Start of Record extracts

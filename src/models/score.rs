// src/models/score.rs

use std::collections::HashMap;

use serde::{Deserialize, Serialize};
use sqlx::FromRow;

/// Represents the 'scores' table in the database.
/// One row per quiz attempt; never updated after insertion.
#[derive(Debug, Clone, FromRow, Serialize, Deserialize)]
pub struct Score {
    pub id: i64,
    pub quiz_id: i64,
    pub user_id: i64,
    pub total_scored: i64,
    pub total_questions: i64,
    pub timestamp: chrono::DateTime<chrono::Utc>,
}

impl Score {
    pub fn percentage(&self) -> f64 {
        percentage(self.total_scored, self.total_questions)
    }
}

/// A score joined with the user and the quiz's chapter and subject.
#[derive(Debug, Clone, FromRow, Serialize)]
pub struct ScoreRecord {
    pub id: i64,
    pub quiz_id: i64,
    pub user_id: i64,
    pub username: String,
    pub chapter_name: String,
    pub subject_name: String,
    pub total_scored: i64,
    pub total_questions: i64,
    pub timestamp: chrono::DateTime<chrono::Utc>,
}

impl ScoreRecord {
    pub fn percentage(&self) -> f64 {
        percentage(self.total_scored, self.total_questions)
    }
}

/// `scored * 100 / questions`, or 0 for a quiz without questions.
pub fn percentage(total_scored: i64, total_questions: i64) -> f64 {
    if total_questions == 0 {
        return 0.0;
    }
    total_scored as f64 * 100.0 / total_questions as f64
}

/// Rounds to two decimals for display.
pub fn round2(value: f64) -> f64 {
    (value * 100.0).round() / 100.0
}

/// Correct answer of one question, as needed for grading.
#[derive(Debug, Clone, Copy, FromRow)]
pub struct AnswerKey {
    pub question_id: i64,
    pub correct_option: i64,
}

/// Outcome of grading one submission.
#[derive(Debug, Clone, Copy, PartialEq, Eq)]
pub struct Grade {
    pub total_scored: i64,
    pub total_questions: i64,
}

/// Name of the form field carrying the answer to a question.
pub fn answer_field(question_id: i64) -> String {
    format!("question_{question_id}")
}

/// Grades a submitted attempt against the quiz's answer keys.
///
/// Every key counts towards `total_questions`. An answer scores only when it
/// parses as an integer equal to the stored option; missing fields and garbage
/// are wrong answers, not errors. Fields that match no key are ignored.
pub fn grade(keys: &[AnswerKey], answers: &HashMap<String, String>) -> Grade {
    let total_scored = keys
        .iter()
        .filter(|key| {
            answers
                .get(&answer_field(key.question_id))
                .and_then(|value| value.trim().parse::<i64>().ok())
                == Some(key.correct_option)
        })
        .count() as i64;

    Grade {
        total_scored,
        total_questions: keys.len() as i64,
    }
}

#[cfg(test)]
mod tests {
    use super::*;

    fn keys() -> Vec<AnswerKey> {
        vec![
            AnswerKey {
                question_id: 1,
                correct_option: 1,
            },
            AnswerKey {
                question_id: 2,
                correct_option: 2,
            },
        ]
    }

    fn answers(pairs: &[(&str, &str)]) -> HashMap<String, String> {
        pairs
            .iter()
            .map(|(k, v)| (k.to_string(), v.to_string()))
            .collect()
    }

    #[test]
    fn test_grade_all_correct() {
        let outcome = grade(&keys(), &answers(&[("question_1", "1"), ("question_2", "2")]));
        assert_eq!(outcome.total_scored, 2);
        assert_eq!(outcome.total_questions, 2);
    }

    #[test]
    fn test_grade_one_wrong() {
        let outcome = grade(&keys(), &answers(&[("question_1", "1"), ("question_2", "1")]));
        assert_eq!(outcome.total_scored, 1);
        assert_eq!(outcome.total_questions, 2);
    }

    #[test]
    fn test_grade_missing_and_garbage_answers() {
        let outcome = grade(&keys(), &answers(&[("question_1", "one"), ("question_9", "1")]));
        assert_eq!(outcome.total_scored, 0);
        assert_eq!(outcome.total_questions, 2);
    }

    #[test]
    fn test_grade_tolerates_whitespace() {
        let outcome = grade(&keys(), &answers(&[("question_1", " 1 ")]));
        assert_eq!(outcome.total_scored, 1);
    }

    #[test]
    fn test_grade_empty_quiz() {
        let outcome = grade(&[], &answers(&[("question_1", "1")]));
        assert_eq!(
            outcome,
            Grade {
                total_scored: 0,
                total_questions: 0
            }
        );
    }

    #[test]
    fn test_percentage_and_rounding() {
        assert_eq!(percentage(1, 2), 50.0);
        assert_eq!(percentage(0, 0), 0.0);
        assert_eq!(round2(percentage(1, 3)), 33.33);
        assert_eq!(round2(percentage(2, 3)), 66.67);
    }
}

End of Record extracts

Instructions to follow: Write out all of the records above exactly as they appear.

Answer to this exercise:
filename src/models/score.rs
// src/models/score.rs

use std::collections::HashMap;

use serde::{Deserialize, Serialize};
use sqlx::FromRow;

/// Represents the 'scores' table in the database.
/// One row per quiz attempt; never updated after insertion.
#[derive(Debug, Clone, FromRow, Serialize, Deserialize)]
pub struct Score {
    pub id: i64,
    pub quiz_id: i64,
    pub user_id: i64,
    pub total_scored: i64,
    pub total_questions: i64,
    pub timestamp: chrono::DateTime<chrono::Utc>,
}

impl Score {
    pub fn percentage(&self) -> f64 {
        percentage(self.total_scored, self.total_questions)
    }
}

/// A score joined with the user and the quiz's chapter and subject.
#[derive(Debug, Clone, FromRow, Serialize)]
pub struct ScoreRecord {
    pub id: i64,
    pub quiz_id: i64,
    pub user_id: i64,
    pub username: String,
    pub chapter_name: String,
    pub subject_name: String,
    pub total_scored: i64,
    pub total_questions: i64,
    pub timestamp: chrono::DateTime<chrono::Utc>,
}

impl ScoreRecord {
    pub fn percentage(&self) -> f64 {
        percentage(self.total_scored, self.total_questions)
    }
}

/// `scored * 100 / questions`, or 0 for a quiz without questions.
pub fn percentage(total_scored: i64, total_questions: i64) -> f64 {
    if total_questions == 0 {
        return 0.0;
    }
    total_scored as f64 * 100.0 / total_questions as f64
}

/// Rounds to two decimals for display.
pub fn round2(value: f64) -> f64 {
    (value * 100.0).round() / 100.0
}

/// Correct answer of one question, as needed for grading.
#[derive(Debug, Clone, Copy, FromRow)]
pub struct AnswerKey {
    pub question_id: i64,
    pub correct_option: i64,
}

/// Outcome of grading one submission.
#[derive(Debug, Clone, Copy, PartialEq, Eq)]
pub struct Grade {
    pub total_scored: i64,
    pub total_questions: i64,
}

/// Name of the form field carrying the answer to a question.
pub fn answer_field(question_id: i64) -> String {
    format!("question_{question_id}")
}

/// Grades a submitted attempt against the quiz's answer keys.
///
/// Every key counts towards `total_questions`. An answer scores only when it
/// parses as an integer equal to the stored option; missing fields and garbage
/// are wrong answers, not errors. Fields that match no key are ignored.
pub fn grade(keys: &[AnswerKey], answers: &HashMap<String, String>) -> Grade {
    let total_scored = keys
        .iter()
        .filter(|key| {
            answers
                .get(&answer_field(key.question_id))
                .and_then(|value| value.trim().parse::<i64>().ok())
                == Some(key.correct_option)
        })
        .count() as i64;

    Grade {
        total_scored,
        total_questions: keys.len() as i64,
    }
}

#[cfg(test)]
mod tests {
    use super::*;

    fn keys() -> Vec<AnswerKey> {
        vec![
            AnswerKey {
                question_id: 1,
                correct_option: 1,
            },
            AnswerKey {
                question_id: 2,
                correct_option: 2,
            },
        ]
    }

    fn answers(pairs: &[(&str, &str)]) -> HashMap<String, String> {
        pairs
            .iter()
            .map(|(k, v)| (k.to_string(), v.to_string()))
            .collect()
    }

    #[test]
    fn test_grade_all_correct() {
        let outcome = grade(&keys(), &answers(&[("question_1", "1"), ("question_2", "2")]));
        assert_eq!(outcome.total_scored, 2);
        assert_eq!(outcome.total_questions, 2);
    }

    #[test]
    fn test_grade_one_wrong() {
        let outcome = grade(&keys(), &answers(&[("question_1", "1"), ("question_2", "1")]));
        assert_eq!(outcome.total_scored, 1);
        assert_eq!(outcome.total_questions, 2);
    }

    #[test]
    fn test_grade_missing_and_garbage_answers() {
        let outcome = grade(&keys(), &answers(&[("question_1", "one"), ("question_9", "1")]));
        assert_eq!(outcome.total_scored, 0);
        assert_eq!(outcome.total_questions, 2);
    }

    #[test]
    fn test_grade_tolerates_whitespace() {
        let outcome = grade(&keys(), &answers(&[("question_1", " 1 ")]));
        assert_eq!(outcome.total_scored, 1);
    }

    #[test]
    fn test_grade_empty_quiz() {
        let outcome = grade(&[], &answers(&[("question_1", "1")]));
        assert_eq!(
            outcome,
            Grade {
                total_scored: 0,
                total_questions: 0
            }
        );
    }

    #[test]
    fn test_percentage_and_rounding() {
        assert_eq!(percentage(1, 2), 50.0);
        assert_eq!(percentage(0, 0), 0.0);
        assert_eq!(round2(percentage(1, 3)), 33.33);
        assert_eq!(round2(percentage(2, 3)), 66.67);
    }
}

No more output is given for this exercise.